Cybersecurity researchers are warning that thousands of servers hosting the Prometheus monitoring and alerting toolkit are at risk of information leakage and exposure to denial-of-service (DoS) as well as remote code execution (RCE) attacks.
“Prometheus servers or exporters, often lacking proper authentication, allowed attackers to easily gather sensitive information, such as credentials and API keys,” Aqua security researchers Yakir Kadkoda and Assaf Morag said in a new report shared with The Hacker News.
The cloud security firm also said that the exposure of the “/debug/pprof” endpoints used for determining heap memory usage, CPU usage, and others, could serve as a vector for DoS attacks, rendering the servers inoperable.
As many as 296,000 Prometheus Node Exporter instances and 40,300 Prometheus servers have been estimated to be publicly accessible over the internet, making them a huge attack surface that could put data and services at risk.

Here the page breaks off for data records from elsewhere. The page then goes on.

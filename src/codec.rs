//! Pluggable payload serialization.
//!
//! A [`Codec`] turns raw queue bodies into the payload type handlers
//! receive, and back. [`IdentityCodec`] is the pass-through default;
//! [`JsonCodec`] covers the common JSON-body case.

use std::marker::PhantomData;

use serde::de::DeserializeOwned;
use serde::Serialize;

use crate::error::CodecError;

/// A serializer/deserializer pair for message payloads.
///
/// `deserialize` must not fail for well-formed input matching the declared
/// schema, and must return [`CodecError::Deserialize`] otherwise; the
/// dispatcher converts that into a handler failure so the malformed
/// message is left for redelivery or dead-lettering.
pub trait Codec: Send + Sync {
    /// The decoded payload type handed to handlers.
    type Value: Send + Sync;

    fn deserialize(&self, body: &[u8]) -> Result<Self::Value, CodecError>;

    fn serialize(&self, value: &Self::Value) -> Result<Vec<u8>, CodecError>;
}

/// Pass-through codec: handlers receive the raw body bytes.
#[derive(Debug, Clone, Copy, Default)]
pub struct IdentityCodec;

impl Codec for IdentityCodec {
    type Value = Vec<u8>;

    fn deserialize(&self, body: &[u8]) -> Result<Self::Value, CodecError> {
        Ok(body.to_vec())
    }

    fn serialize(&self, value: &Self::Value) -> Result<Vec<u8>, CodecError> {
        Ok(value.clone())
    }
}

/// JSON codec for any serde type; defaults to `serde_json::Value` for
/// schemaless payloads.
#[derive(Debug)]
pub struct JsonCodec<T = serde_json::Value> {
    _marker: PhantomData<fn() -> T>,
}

impl<T> JsonCodec<T> {
    pub fn new() -> Self {
        Self {
            _marker: PhantomData,
        }
    }
}

impl<T> Default for JsonCodec<T> {
    fn default() -> Self {
        Self::new()
    }
}

impl<T> Codec for JsonCodec<T>
where
    T: DeserializeOwned + Serialize + Send + Sync,
{
    type Value = T;

    fn deserialize(&self, body: &[u8]) -> Result<Self::Value, CodecError> {
        serde_json::from_slice(body).map_err(|e| CodecError::Deserialize(e.to_string()))
    }

    fn serialize(&self, value: &Self::Value) -> Result<Vec<u8>, CodecError> {
        serde_json::to_vec(value).map_err(|e| CodecError::Serialize(e.to_string()))
    }
}
//! Pattern-based dispatch: resolve a message to a registered handler and
//! normalize whatever happens into a [`DispatchOutcome`].

use std::collections::HashMap;
use std::sync::Arc;
use std::time::Duration;

use async_trait::async_trait;

use crate::codec::Codec;
use crate::error::HandlerError;
use crate::message::{DispatchOutcome, Message};

/// Read-only metadata handed to a handler alongside the decoded payload.
#[derive(Debug, Clone, Copy)]
pub struct MessageContext<'a> {
    /// The pattern this message was routed by.
    pub pattern: &'a str,
    /// Queue metadata attributes of the message.
    pub attributes: &'a HashMap<String, String>,
    /// How many times the queue has delivered this message.
    pub receive_count: u32,
}

/// A registered message handler.
///
/// Implement this for each pattern your consumer serves. Handlers run
/// under the per-message timeout budget; errors they return (and anything
/// they fail to deserialize downstream) are contained per message and
/// never abort the batch.
///
/// ```rust
/// use async_trait::async_trait;
/// use drover::{Handler, HandlerError, MessageContext};
///
/// struct OrderCreated;
///
/// #[async_trait]
/// impl Handler<Vec<u8>> for OrderCreated {
///     async fn handle(
///         &self,
///         payload: &Vec<u8>,
///         ctx: &MessageContext<'_>,
///     ) -> Result<(), HandlerError> {
///         println!("{}: {} bytes (delivery #{})", ctx.pattern, payload.len(), ctx.receive_count);
///         Ok(())
///     }
/// }
/// ```
#[async_trait]
pub trait Handler<V>: Send + Sync {
    async fn handle(&self, payload: &V, ctx: &MessageContext<'_>) -> Result<(), HandlerError>;
}

/// Lookup from pattern name to handler.
///
/// This is a consumed interface: an RPC framework's registration table can
/// implement it directly. A plain `HashMap` works out of the box for
/// standalone use.
pub trait HandlerRegistry<V>: Send + Sync {
    fn resolve(&self, pattern: &str) -> Option<Arc<dyn Handler<V>>>;
}

impl<V> HandlerRegistry<V> for HashMap<String, Arc<dyn Handler<V>>> {
    fn resolve(&self, pattern: &str) -> Option<Arc<dyn Handler<V>>> {
        self.get(pattern).cloned()
    }
}

/// Extracts the routing pattern from a message.
///
/// The pattern may live in a queue attribute or inside the decoded body,
/// so extractors see both. Returning `None` marks the message unroutable.
pub trait PatternExtractor<V>: Send + Sync {
    fn pattern(&self, message: &Message, payload: &V) -> Option<String>;
}

/// Default extractor: reads the pattern from a message attribute
/// (`"pattern"` unless configured otherwise).
#[derive(Debug, Clone)]
pub struct AttributePattern {
    key: String,
}

impl AttributePattern {
    pub fn new(key: impl Into<String>) -> Self {
        Self { key: key.into() }
    }
}

impl Default for AttributePattern {
    fn default() -> Self {
        Self::new("pattern")
    }
}

impl<V> PatternExtractor<V> for AttributePattern {
    fn pattern(&self, message: &Message, _payload: &V) -> Option<String> {
        message.attributes.get(&self.key).cloned()
    }
}

/// Resolves each message to a handler and invokes it under the timeout
/// budget.
///
/// The dispatch pipeline is: decode the body through the codec, extract
/// the pattern, look the handler up, invoke it. Every failure mode along
/// the way maps to a [`DispatchOutcome`] variant; `dispatch` never returns
/// an error and never panics on handler misbehavior.
pub struct Dispatcher<C, R, E = AttributePattern> {
    codec: C,
    registry: R,
    extractor: E,
}

impl<C, R> Dispatcher<C, R>
where
    C: Codec,
{
    /// Create a dispatcher with the default attribute-based pattern
    /// extractor.
    pub fn new(codec: C, registry: R) -> Self {
        Self {
            codec,
            registry,
            extractor: AttributePattern::default(),
        }
    }
}

impl<C, R, E> Dispatcher<C, R, E>
where
    C: Codec,
    R: HandlerRegistry<C::Value>,
    E: PatternExtractor<C::Value>,
{
    /// Replace the pattern extractor (builder pattern).
    pub fn with_pattern_extractor<E2>(self, extractor: E2) -> Dispatcher<C, R, E2>
    where
        E2: PatternExtractor<C::Value>,
    {
        Dispatcher {
            codec: self.codec,
            registry: self.registry,
            extractor,
        }
    }

    /// Dispatch one message, bounding handler execution by `budget`.
    ///
    /// On timeout the handler's eventual result is discarded; there is no
    /// guarantee the handler truly stopped, but the message is treated as
    /// failed and left unacknowledged.
    pub async fn dispatch(&self, message: &Message, budget: Duration) -> DispatchOutcome {
        let payload = match self.codec.deserialize(&message.body) {
            Ok(payload) => payload,
            Err(e) => {
                tracing::error!(
                    receipt_handle = %message.receipt_handle,
                    error = %e,
                    "failed to decode message body"
                );
                return DispatchOutcome::HandlerFailure(e.to_string());
            }
        };

        let pattern = match self.extractor.pattern(message, &payload) {
            Some(pattern) => pattern,
            None => {
                tracing::warn!(
                    receipt_handle = %message.receipt_handle,
                    "message carries no routing pattern"
                );
                return DispatchOutcome::HandlerNotFound;
            }
        };

        let handler = match self.registry.resolve(&pattern) {
            Some(handler) => handler,
            None => {
                tracing::warn!(pattern = %pattern, "no handler registered for pattern");
                return DispatchOutcome::HandlerNotFound;
            }
        };

        let ctx = MessageContext {
            pattern: &pattern,
            attributes: &message.attributes,
            receive_count: message.receive_count,
        };

        match tokio::time::timeout(budget, handler.handle(&payload, &ctx)).await {
            Ok(Ok(())) => {
                tracing::trace!(pattern = %pattern, "message handled successfully");
                DispatchOutcome::Success
            }
            Ok(Err(e)) => {
                tracing::error!(pattern = %pattern, error = %e, "handler failed");
                DispatchOutcome::HandlerFailure(e.to_string())
            }
            Err(_) => {
                tracing::error!(
                    pattern = %pattern,
                    budget_ms = budget.as_millis() as u64,
                    "handler exceeded its timeout budget"
                );
                DispatchOutcome::TimedOut
            }
        }
    }
}

#[cfg(test)]
mod tests {
    use super::*;
    use crate::codec::IdentityCodec;

    struct Ack;

    #[async_trait]
    impl Handler<Vec<u8>> for Ack {
        async fn handle(&self, _: &Vec<u8>, _: &MessageContext<'_>) -> Result<(), HandlerError> {
            Ok(())
        }
    }

    struct Boom;

    #[async_trait]
    impl Handler<Vec<u8>> for Boom {
        async fn handle(&self, _: &Vec<u8>, _: &MessageContext<'_>) -> Result<(), HandlerError> {
            Err("boom".into())
        }
    }

    struct Sleepy;

    #[async_trait]
    impl Handler<Vec<u8>> for Sleepy {
        async fn handle(&self, _: &Vec<u8>, _: &MessageContext<'_>) -> Result<(), HandlerError> {
            tokio::time::sleep(Duration::from_secs(60)).await;
            Ok(())
        }
    }

    fn registry(
        pairs: Vec<(&str, Arc<dyn Handler<Vec<u8>>>)>,
    ) -> HashMap<String, Arc<dyn Handler<Vec<u8>>>> {
        pairs
            .into_iter()
            .map(|(pattern, handler)| (pattern.to_string(), handler))
            .collect()
    }

    fn message(pattern: &str) -> Message {
        Message::new("rh-1", Vec::new()).with_attribute("pattern", pattern)
    }

    #[tokio::test]
    async fn routes_to_registered_handler() {
        let dispatcher = Dispatcher::new(IdentityCodec, registry(vec![("a", Arc::new(Ack))]));
        let outcome = dispatcher.dispatch(&message("a"), Duration::from_secs(1)).await;
        assert_eq!(outcome, DispatchOutcome::Success);
    }

    #[tokio::test]
    async fn unknown_pattern_is_not_found() {
        let dispatcher = Dispatcher::new(IdentityCodec, registry(vec![("a", Arc::new(Ack))]));
        let outcome = dispatcher.dispatch(&message("b"), Duration::from_secs(1)).await;
        assert_eq!(outcome, DispatchOutcome::HandlerNotFound);
    }

    #[tokio::test]
    async fn missing_pattern_attribute_is_not_found() {
        let dispatcher = Dispatcher::new(IdentityCodec, registry(vec![("a", Arc::new(Ack))]));
        let unrouted = Message::new("rh-2", Vec::new());
        let outcome = dispatcher.dispatch(&unrouted, Duration::from_secs(1)).await;
        assert_eq!(outcome, DispatchOutcome::HandlerNotFound);
    }

    #[tokio::test]
    async fn handler_error_becomes_failure() {
        let dispatcher = Dispatcher::new(IdentityCodec, registry(vec![("a", Arc::new(Boom))]));
        let outcome = dispatcher.dispatch(&message("a"), Duration::from_secs(1)).await;
        assert_eq!(outcome, DispatchOutcome::HandlerFailure("boom".to_string()));
    }

    #[tokio::test(start_paused = true)]
    async fn slow_handler_times_out() {
        let dispatcher = Dispatcher::new(IdentityCodec, registry(vec![("a", Arc::new(Sleepy))]));
        let outcome = dispatcher.dispatch(&message("a"), Duration::from_millis(50)).await;
        assert_eq!(outcome, DispatchOutcome::TimedOut);
    }

    #[tokio::test]
    async fn custom_extractor_reads_body() {
        struct BodyPattern;
        impl PatternExtractor<Vec<u8>> for BodyPattern {
            fn pattern(&self, _message: &Message, payload: &Vec<u8>) -> Option<String> {
                String::from_utf8(payload.clone()).ok()
            }
        }

        let dispatcher = Dispatcher::new(IdentityCodec, registry(vec![("a", Arc::new(Ack))]))
            .with_pattern_extractor(BodyPattern);
        let by_body = Message::new("rh-3", b"a".to_vec());
        let outcome = dispatcher.dispatch(&by_body, Duration::from_secs(1)).await;
        assert_eq!(outcome, DispatchOutcome::Success);
    }
}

The fact that sensitive information, such as credentials, passwords, authentication tokens, and API keys, could be leaked through internet-exposed Prometheus servers has been documented previously by JFrog in 2021 and Sysdig in 2022.

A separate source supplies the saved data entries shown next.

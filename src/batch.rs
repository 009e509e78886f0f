//! Batch processing: bounded-concurrency fan-out of one received batch,
//! fan-in of outcomes, and the acknowledge decision per message.

use std::pin::pin;
use std::sync::Arc;

use tokio::sync::{mpsc, Semaphore};

use crate::codec::Codec;
use crate::config::ConsumerConfig;
use crate::dispatch::{Dispatcher, HandlerRegistry, PatternExtractor};
use crate::error::AckError;
use crate::message::{BatchSummary, DispatchOutcome, Message};
use crate::queue_client::QueueClient;

/// Outcome of one dispatch, sent back through the fan-in channel.
struct DispatchResult {
    message: Message,
    outcome: DispatchOutcome,
}

/// Processes one received batch under the configured concurrency bound.
///
/// Messages fan out to concurrent dispatch tasks gated by a semaphore (up
/// to `max_concurrency` handlers in flight at once, not one-at-a-time),
/// and their outcomes fan back in over a channel where the acknowledge
/// decision is applied:
///
/// - `Success` - acknowledged
/// - `HandlerNotFound` - acknowledged only under `discard_on_unroutable`
/// - `HandlerFailure` / `TimedOut` - left on the queue for redelivery
///
/// Errors are fully contained per message; one bad message never aborts
/// the batch, and `process` itself never fails.
pub struct BatchProcessor<Q, C, R, E> {
    queue: Arc<Q>,
    dispatcher: Arc<Dispatcher<C, R, E>>,
    config: Arc<ConsumerConfig>,
    semaphore: Arc<Semaphore>,
}

impl<Q, C, R, E> BatchProcessor<Q, C, R, E>
where
    Q: QueueClient + 'static,
    C: Codec + 'static,
    R: HandlerRegistry<C::Value> + 'static,
    E: PatternExtractor<C::Value> + 'static,
{
    pub fn new(
        queue: Arc<Q>,
        dispatcher: Arc<Dispatcher<C, R, E>>,
        config: Arc<ConsumerConfig>,
    ) -> Self {
        let semaphore = Arc::new(Semaphore::new(config.max_concurrency));
        Self {
            queue,
            dispatcher,
            config,
            semaphore,
        }
    }

    /// Dispatch every message in the batch and return the outcome counts.
    pub async fn process(&self, batch: Vec<Message>) -> BatchSummary {
        let mut summary = BatchSummary::default();
        if batch.is_empty() {
            return summary;
        }

        let (result_tx, mut result_rx) = mpsc::channel::<DispatchResult>(batch.len());

        for message in batch {
            let queue = Arc::clone(&self.queue);
            let dispatcher = Arc::clone(&self.dispatcher);
            let config = Arc::clone(&self.config);
            let semaphore = Arc::clone(&self.semaphore);
            let result_tx = result_tx.clone();

            tokio::spawn(async move {
                // The permit bounds in-flight handlers; semaphore wait time
                // does not count against the per-message budget.
                let _permit = match semaphore.acquire_owned().await {
                    Ok(permit) => permit,
                    Err(_) => return,
                };

                let outcome = dispatch_one(&*queue, &*dispatcher, &*config, &message).await;

                // Receiver only closes once all results are in, so a send
                // failure means the whole batch was dropped mid-flight.
                if result_tx.send(DispatchResult { message, outcome }).await.is_err() {
                    tracing::error!("batch result channel closed before completion");
                }
            });
        }
        drop(result_tx);

        while let Some(DispatchResult { message, outcome }) = result_rx.recv().await {
            self.settle(message, outcome, &mut summary).await;
        }

        summary
    }

    /// Apply the acknowledge policy for one completed dispatch and tally
    /// it into the summary.
    async fn settle(&self, message: Message, outcome: DispatchOutcome, summary: &mut BatchSummary) {
        let should_ack = match &outcome {
            DispatchOutcome::Success => true,
            DispatchOutcome::HandlerNotFound => {
                summary.not_found += 1;
                self.config.discard_on_unroutable
            }
            DispatchOutcome::HandlerFailure(reason) => {
                summary.failed += 1;
                tracing::warn!(
                    receipt_handle = %message.receipt_handle,
                    reason = %reason,
                    "message left unacknowledged after handler failure"
                );
                false
            }
            DispatchOutcome::TimedOut => {
                summary.timed_out += 1;
                tracing::warn!(
                    receipt_handle = %message.receipt_handle,
                    "message left unacknowledged after timeout"
                );
                false
            }
        };

        if !should_ack {
            return;
        }

        match self.queue.acknowledge(&message).await {
            Ok(()) => summary.acknowledged += 1,
            Err(AckError::AlreadyDeleted) => {
                tracing::debug!(
                    receipt_handle = %message.receipt_handle,
                    "message was already deleted, treating as acknowledged"
                );
                summary.acknowledged += 1;
            }
            Err(AckError::Transport(e)) => {
                // The message stays on the queue and will be redelivered.
                summary.failed += 1;
                tracing::error!(
                    receipt_handle = %message.receipt_handle,
                    error = %e,
                    "unable to acknowledge message"
                );
            }
        }
    }
}

/// Run one dispatch, optionally extending the message's visibility once
/// if the handler is still running at half the visibility timeout.
async fn dispatch_one<Q, C, R, E>(
    queue: &Q,
    dispatcher: &Dispatcher<C, R, E>,
    config: &ConsumerConfig,
    message: &Message,
) -> DispatchOutcome
where
    Q: QueueClient,
    C: Codec,
    R: HandlerRegistry<C::Value>,
    E: PatternExtractor<C::Value>,
{
    let dispatch = dispatcher.dispatch(message, config.per_message_timeout);

    if !config.extend_visibility_on_slow_handler {
        return dispatch.await;
    }

    let mut dispatch = pin!(dispatch);
    let extend_after = config.visibility_timeout / 2;

    tokio::select! {
        outcome = &mut dispatch => outcome,
        _ = tokio::time::sleep(extend_after) => {
            match queue.extend_visibility(message, config.visibility_timeout).await {
                Ok(()) => tracing::debug!(
                    receipt_handle = %message.receipt_handle,
                    "extended visibility for slow handler"
                ),
                // Best-effort: a failed extension just risks early redelivery.
                Err(e) => tracing::warn!(
                    receipt_handle = %message.receipt_handle,
                    error = %e,
                    "failed to extend visibility for slow handler"
                ),
            }
            dispatch.await
        }
    }
}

“Unauthenticated Prometheus servers enable direct querying of internal data, potentially exposing secrets that attackers can exploit to gain an initial foothold in various organizations,” the researchers said.
In addition, it has been found that the “/metrics” endpoint can not only reveal internal API endpoints, but also data about subdomains, Docker registries, and images — all valuable information for an attacker conducting reconnaissance and looking to expand their reach within the network.

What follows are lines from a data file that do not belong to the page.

//! The consumed queue interface.
//!
//! The consumer core never talks to a queue vendor directly; everything it
//! needs from the queue goes through [`QueueClient`]. Implement this trait
//! to plug in SQS, RabbitMQ, an in-memory queue for tests, or anything
//! else with receive/delete/visibility semantics.

use std::sync::Arc;
use std::time::Duration;

use futures::Future;

use crate::error::{AckError, TransportError};
use crate::message::Message;

/// Capability contract required of the queue collaborator.
///
/// One client instance is shared across all dispatches within a consumer,
/// so implementations must tolerate concurrent `acknowledge` and
/// `extend_visibility` calls (vendor SDK clients generally do).
///
/// # Examples
///
/// ```rust
/// use std::time::Duration;
/// use drover::{AckError, Message, QueueClient, TransportError};
///
/// struct InMemoryQueue;
///
/// impl QueueClient for InMemoryQueue {
///     async fn receive_batch(
///         &self,
///         _max_messages: u32,
///         _wait_time: Duration,
///     ) -> Result<Vec<Message>, TransportError> {
///         Ok(vec![Message::new("receipt-1", b"payload".to_vec())])
///     }
///
///     async fn acknowledge(&self, message: &Message) -> Result<(), AckError> {
///         println!("deleting {}", message.receipt_handle);
///         Ok(())
///     }
/// }
/// ```
pub trait QueueClient: Send + Sync {
    /// Receive up to `max_messages` messages, waiting at most `wait_time`
    /// for one to arrive.
    ///
    /// Whether the call long-polls for the full `wait_time` or returns
    /// immediately when the queue is empty is up to the implementation;
    /// an empty vector is a normal result either way. Network and auth
    /// failures map to [`TransportError`], which the poll loop retries
    /// with backoff.
    fn receive_batch(
        &self,
        max_messages: u32,
        wait_time: Duration,
    ) -> impl Future<Output = Result<Vec<Message>, TransportError>> + Send;

    /// Delete a message from the queue after successful processing.
    ///
    /// If the queue reports the message as already deleted (e.g. a retried
    /// acknowledge), return [`AckError::AlreadyDeleted`] rather than a
    /// transport error; the core treats it as an acknowledged message.
    fn acknowledge(&self, message: &Message) -> impl Future<Output = Result<(), AckError>> + Send;

    /// Extend the message's visibility timeout while a slow handler is
    /// still working on it.
    ///
    /// Optional capability; the default implementation reports it as
    /// unsupported. Extension is best-effort - the batch processor logs a
    /// failure and carries on.
    fn extend_visibility(
        &self,
        message: &Message,
        duration: Duration,
    ) -> impl Future<Output = Result<(), TransportError>> + Send {
        let _ = (message, duration);
        async {
            Err(TransportError::new(
                "extend_visibility is not supported by this queue client",
            ))
        }
    }
}

/// Shared clients work anywhere an owned one does.
impl<T> QueueClient for Arc<T>
where
    T: QueueClient,
{
    fn receive_batch(
        &self,
        max_messages: u32,
        wait_time: Duration,
    ) -> impl Future<Output = Result<Vec<Message>, TransportError>> + Send {
        (**self).receive_batch(max_messages, wait_time)
    }

    fn acknowledge(&self, message: &Message) -> impl Future<Output = Result<(), AckError>> + Send {
        (**self).acknowledge(message)
    }

    fn extend_visibility(
        &self,
        message: &Message,
        duration: Duration,
    ) -> impl Future<Output = Result<(), TransportError>> + Send {
        (**self).extend_visibility(message, duration)
    }
}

That’s not all. An adversary could send multiple simultaneous requests to endpoints like “/debug/pprof/heap” to trigger CPU and memory-intensive heap profiling tasks that can overwhelm the servers and cause them to crash.
Aqua further called out a supply chain threat that involves using repojacking techniques to leverage the name associated with deleted or renamed GitHub repositories and introduce malicious third-party exporters.
Specifically, it discovered that eight exporters listed in Prometheus’ official documentation are vulnerable to RepoJacking, thereby allowing an attacker to recreate an exporter with the same name and host a rogue version. These issues have since been addressed by the Prometheus security team as of September 2024.
“Unsuspecting users following the documentation could unknowingly clone and deploy this malicious exporter, leading to remote code execution on their systems,” the researchers said.
Organizations are recommended to secure Prometheus servers and exporters with adequate authentication methods, limit public exposure, monitor “/debug/pprof” endpoints for any signs of anomalous activity, and take steps to avoid RepoJacking attacks.